Rigurgiti dei bambini: come realizzare una salvietta salvaspalla

Un accessorio pratico e facilmente realizzabile in casa per proteggere i propri vestiti da macchie e cattivi odori derivanti dai rigurgiti dei bimbi: ecco come realizzare una salvietta salvaspalla

Il momento che segue la poppata è spesso accompagnato da qualche minuto di coccole tra la mamma (o chi per lei) ed il bebè. Volendo salvaguardarlo da possibili rigurgiti e conseguenti macchie sui vestiti, che ne dite di prevenirli con l'utilizzo di un'apposita salvietta salvaspalla?

In commercio ne esistono diverse, solitamente sono in morbida spugna e caratterizzate da un'alta capacità di assorbimento, in modo da evitare spiacevoli aloni. Le più curate sono sagomate, in modo da adattarsi perfettamente alla zona tra la spalla ed il collo, che è solitamente quella in cui il piccolo va a poggiare la testolina.

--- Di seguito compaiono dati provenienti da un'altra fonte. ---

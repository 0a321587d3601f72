//! Minimal WebSocket peer speaking the session frame codec.

use ferry_core::{Event, Frame, FrameKind, Reply};
use futures::{SinkExt, StreamExt};
use std::time::Duration;
use tokio::net::TcpStream;
use tokio_tungstenite::tungstenite::client::IntoClientRequest;
use tokio_tungstenite::tungstenite::http::HeaderValue;
use tokio_tungstenite::tungstenite::{self, Message};
use tokio_tungstenite::{MaybeTlsStream, WebSocketStream};

const READ_TIMEOUT: Duration = Duration::from_secs(10);

#[allow(dead_code)]
pub struct WsPeer {
    socket: WebSocketStream<MaybeTlsStream<TcpStream>>,
    next_id: u64,
}

#[allow(dead_code)]
impl WsPeer {
    pub async fn connect(
        url: &str,
        token: &str,
        session: Option<&str>,
    ) -> Result<Self, tungstenite::Error> {
        let url = match session {
            Some(session) => format!("{url}?session={session}"),
            None => url.to_string(),
        };
        let mut request = url.into_client_request()?;
        request.headers_mut().insert(
            "authorization",
            HeaderValue::from_str(&format!("Bearer {token}")).unwrap(),
        );
        let (socket, _) = tokio_tungstenite::connect_async(request).await?;
        Ok(Self { socket, next_id: 1 })
    }

    /// HTTP status of a refused upgrade.
    pub async fn refused_status(url: &str, token: &str) -> u16 {
        match Self::connect(url, token, None).await {
            Err(tungstenite::Error::Http(response)) => response.status().as_u16(),
            Err(other) => panic!("unexpected handshake error: {other}"),
            Ok(_) => panic!("upgrade unexpectedly accepted"),
        }
    }

    pub async fn send(&mut self, frame: Frame) {
        let bytes = frame.encode().unwrap();
        self.socket
            .send(Message::Binary(bytes.into()))
            .await
            .unwrap();
    }

    pub async fn next_frame(&mut self) -> Frame {
        loop {
            let message = tokio::time::timeout(READ_TIMEOUT, self.socket.next())
                .await
                .expect("timed out waiting for a frame")
                .expect("socket closed")
                .expect("socket error");
            if let Message::Binary(bytes) = message {
                return Frame::decode(&bytes).unwrap();
            }
        }
    }

    /// Send a request and return its reply. Frames that are not the reply
    /// are dropped.
    pub async fn request(&mut self, event: Event) -> Reply {
        let id = self.next_id;
        self.next_id += 1;
        self.send(Frame::request(id, event)).await;
        loop {
            let frame = self.next_frame().await;
            if let FrameKind::Reply(reply) = frame.kind
                && frame.id == id
            {
                return reply;
            }
        }
    }

    /// Wait for a server request, acknowledge it with `Received` and return
    /// the event.
    pub async fn expect_request(&mut self) -> Event {
        loop {
            let frame = self.next_frame().await;
            if let FrameKind::Request(event) = frame.kind {
                self.send(Frame::reply(frame.id, Reply::Received)).await;
                return event;
            }
        }
    }

    pub async fn expect_notify(&mut self) -> Event {
        loop {
            let frame = self.next_frame().await;
            if let FrameKind::Notify(event) = frame.kind {
                return event;
            }
        }
    }

    /// Read until the server closes the socket and return the close code.
    pub async fn expect_close(&mut self) -> Option<u16> {
        loop {
            let message = tokio::time::timeout(READ_TIMEOUT, self.socket.next())
                .await
                .expect("timed out waiting for close");
            match message {
                Some(Ok(Message::Close(frame))) => return frame.map(|f| u16::from(f.code)),
                Some(Ok(_)) => continue,
                Some(Err(_)) | None => return None,
            }
        }
    }

    pub async fn close(mut self) {
        let _ = self.socket.close(None).await;
    }
}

Per praticità di utilizzo sono composte da una parte di stoffa di cotone, quella che va a contatto con il viso del bambino, e da una di spugna, che grazie alla sua ruvidità permette alla salvietta di rimanere ben ferma sulla spalla. Oltre a prevenire le fastidiose conseguenze dei rigurgiti, la salvietta esercita un'azione igienica nei confronti del bambino.

Volendo realizzarla in casa dovrete procurarvi della stoffa in cotone, meglio se a fantasia, della spugna (andrà bene anche una vecchia asciugamano), delle forbici e degli spilli. Indispensabile è anche il cartamodello apposito, per niente elaborato. Cliccando sul video potrete seguire il tutorial semplice per creare in casa una salvietta salvaspalla funzionale.

Niente più fastidiosi rigurgiti sulla maglietta preferita o cattivi odori sulla camicia usata per andare in ufficio: la salvietta salvaspalla rappresenta, infine, un'ottima idea regalo per amiche e parenti.